__TRY IT__. Up to and including the line with "use crate::middleware::CurrentUser;", please reproduce the lines below exactly, beginning with the first.

__SUPPLIED RECORDS__.
=== Begin Enclosure ===
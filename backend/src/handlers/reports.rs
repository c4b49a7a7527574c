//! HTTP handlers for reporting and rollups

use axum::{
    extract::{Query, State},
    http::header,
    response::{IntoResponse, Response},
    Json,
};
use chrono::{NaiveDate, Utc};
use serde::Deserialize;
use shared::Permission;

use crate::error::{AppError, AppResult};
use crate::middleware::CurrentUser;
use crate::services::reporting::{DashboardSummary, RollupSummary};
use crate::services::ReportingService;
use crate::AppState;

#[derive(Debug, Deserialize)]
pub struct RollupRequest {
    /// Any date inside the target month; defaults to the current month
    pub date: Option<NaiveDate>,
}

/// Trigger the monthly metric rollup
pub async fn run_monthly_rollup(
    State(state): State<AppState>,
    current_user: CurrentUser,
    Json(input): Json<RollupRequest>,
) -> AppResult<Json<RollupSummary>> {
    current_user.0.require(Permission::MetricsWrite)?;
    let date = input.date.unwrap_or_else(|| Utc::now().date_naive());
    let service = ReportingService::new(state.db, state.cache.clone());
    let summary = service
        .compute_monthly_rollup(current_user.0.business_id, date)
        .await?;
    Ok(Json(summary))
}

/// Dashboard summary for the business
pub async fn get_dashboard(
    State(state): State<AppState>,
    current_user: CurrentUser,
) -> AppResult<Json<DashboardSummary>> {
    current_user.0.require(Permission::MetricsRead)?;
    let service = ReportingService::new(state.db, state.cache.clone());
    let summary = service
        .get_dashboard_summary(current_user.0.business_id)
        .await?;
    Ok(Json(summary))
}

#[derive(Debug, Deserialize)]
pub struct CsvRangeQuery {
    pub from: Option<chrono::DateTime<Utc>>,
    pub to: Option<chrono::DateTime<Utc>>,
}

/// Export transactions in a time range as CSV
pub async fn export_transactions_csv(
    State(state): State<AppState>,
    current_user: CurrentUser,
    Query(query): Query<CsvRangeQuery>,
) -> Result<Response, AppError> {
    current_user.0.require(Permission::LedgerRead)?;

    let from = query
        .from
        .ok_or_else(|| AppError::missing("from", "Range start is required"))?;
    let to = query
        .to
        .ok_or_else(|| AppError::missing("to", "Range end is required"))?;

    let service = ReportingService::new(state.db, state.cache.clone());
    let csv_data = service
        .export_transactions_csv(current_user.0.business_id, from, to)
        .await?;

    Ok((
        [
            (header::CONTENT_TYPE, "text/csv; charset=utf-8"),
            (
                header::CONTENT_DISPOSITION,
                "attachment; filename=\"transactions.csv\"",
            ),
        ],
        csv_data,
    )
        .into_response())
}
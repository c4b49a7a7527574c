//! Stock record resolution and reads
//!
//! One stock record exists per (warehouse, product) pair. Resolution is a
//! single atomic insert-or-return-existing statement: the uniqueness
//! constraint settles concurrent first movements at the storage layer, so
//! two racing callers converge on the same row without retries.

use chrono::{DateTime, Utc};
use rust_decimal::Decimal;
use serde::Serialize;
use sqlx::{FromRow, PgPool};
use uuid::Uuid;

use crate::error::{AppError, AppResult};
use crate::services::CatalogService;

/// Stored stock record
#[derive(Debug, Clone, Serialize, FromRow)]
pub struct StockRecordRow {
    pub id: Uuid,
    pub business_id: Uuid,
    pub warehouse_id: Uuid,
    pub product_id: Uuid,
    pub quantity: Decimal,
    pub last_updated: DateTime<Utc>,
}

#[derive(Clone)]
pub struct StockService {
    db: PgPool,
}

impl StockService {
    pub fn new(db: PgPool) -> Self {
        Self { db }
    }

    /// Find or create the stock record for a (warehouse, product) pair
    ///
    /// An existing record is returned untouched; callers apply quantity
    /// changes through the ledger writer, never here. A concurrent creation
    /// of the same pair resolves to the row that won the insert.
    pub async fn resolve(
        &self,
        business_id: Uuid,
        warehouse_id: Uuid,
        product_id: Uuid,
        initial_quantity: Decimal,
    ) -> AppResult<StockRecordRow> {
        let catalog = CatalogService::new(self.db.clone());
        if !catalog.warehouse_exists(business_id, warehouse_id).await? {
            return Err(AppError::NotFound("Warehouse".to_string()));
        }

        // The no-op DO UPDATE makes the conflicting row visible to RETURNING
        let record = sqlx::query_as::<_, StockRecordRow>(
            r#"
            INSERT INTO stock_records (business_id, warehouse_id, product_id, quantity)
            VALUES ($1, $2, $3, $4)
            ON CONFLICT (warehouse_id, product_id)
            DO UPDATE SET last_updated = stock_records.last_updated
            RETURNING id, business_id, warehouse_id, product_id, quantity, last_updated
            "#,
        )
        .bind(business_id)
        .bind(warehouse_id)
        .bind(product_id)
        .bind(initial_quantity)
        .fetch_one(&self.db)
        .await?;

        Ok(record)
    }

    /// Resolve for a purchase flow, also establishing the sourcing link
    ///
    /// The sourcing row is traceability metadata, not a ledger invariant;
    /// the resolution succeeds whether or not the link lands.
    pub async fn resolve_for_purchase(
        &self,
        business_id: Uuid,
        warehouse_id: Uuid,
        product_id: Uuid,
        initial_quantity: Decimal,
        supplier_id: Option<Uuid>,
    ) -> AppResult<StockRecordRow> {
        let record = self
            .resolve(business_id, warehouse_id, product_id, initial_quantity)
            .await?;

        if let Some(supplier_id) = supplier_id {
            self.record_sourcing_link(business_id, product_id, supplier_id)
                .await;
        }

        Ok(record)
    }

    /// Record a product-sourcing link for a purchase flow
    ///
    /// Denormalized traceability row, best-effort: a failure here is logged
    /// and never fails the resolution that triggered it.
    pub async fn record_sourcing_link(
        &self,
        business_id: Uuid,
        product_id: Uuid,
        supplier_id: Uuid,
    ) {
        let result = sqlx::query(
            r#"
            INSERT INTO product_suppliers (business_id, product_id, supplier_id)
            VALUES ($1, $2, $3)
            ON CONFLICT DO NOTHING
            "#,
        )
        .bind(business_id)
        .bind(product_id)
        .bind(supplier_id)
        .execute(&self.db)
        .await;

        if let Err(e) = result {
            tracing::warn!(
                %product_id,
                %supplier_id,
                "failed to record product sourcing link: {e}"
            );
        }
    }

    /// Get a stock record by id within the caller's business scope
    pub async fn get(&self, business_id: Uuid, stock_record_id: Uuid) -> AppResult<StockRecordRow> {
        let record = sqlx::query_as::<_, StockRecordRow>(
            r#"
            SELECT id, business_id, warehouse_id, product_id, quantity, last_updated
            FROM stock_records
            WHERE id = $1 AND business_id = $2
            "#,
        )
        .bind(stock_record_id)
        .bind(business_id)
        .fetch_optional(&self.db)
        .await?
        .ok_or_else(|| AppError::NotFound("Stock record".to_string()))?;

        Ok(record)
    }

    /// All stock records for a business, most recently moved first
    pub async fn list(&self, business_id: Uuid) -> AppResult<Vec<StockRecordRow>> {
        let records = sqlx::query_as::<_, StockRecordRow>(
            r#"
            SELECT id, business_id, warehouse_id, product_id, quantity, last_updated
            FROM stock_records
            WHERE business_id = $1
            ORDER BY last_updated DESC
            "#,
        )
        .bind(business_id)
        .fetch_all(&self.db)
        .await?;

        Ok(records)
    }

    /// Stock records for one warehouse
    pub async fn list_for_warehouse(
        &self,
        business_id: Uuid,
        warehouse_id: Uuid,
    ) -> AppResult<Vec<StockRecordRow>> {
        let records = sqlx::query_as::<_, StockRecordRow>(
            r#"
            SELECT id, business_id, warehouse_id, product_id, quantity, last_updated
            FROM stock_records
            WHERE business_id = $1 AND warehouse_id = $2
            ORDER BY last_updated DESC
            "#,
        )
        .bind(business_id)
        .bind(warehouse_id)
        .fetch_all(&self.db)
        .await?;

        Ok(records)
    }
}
=== End Enclosure ===
__OUTPUT OF THE EXERCISE__.
filename backend/src/handlers/reports.rs
repository c4b49a7a7527574c
//! HTTP handlers for reporting and rollups

use axum::{
    extract::{Query, State},
    http::header,
    response::{IntoResponse, Response},
    Json,
};
use chrono::{NaiveDate, Utc};
use serde::Deserialize;
use shared::Permission;

use crate::error::{AppError, AppResult};
use crate::middleware::CurrentUser;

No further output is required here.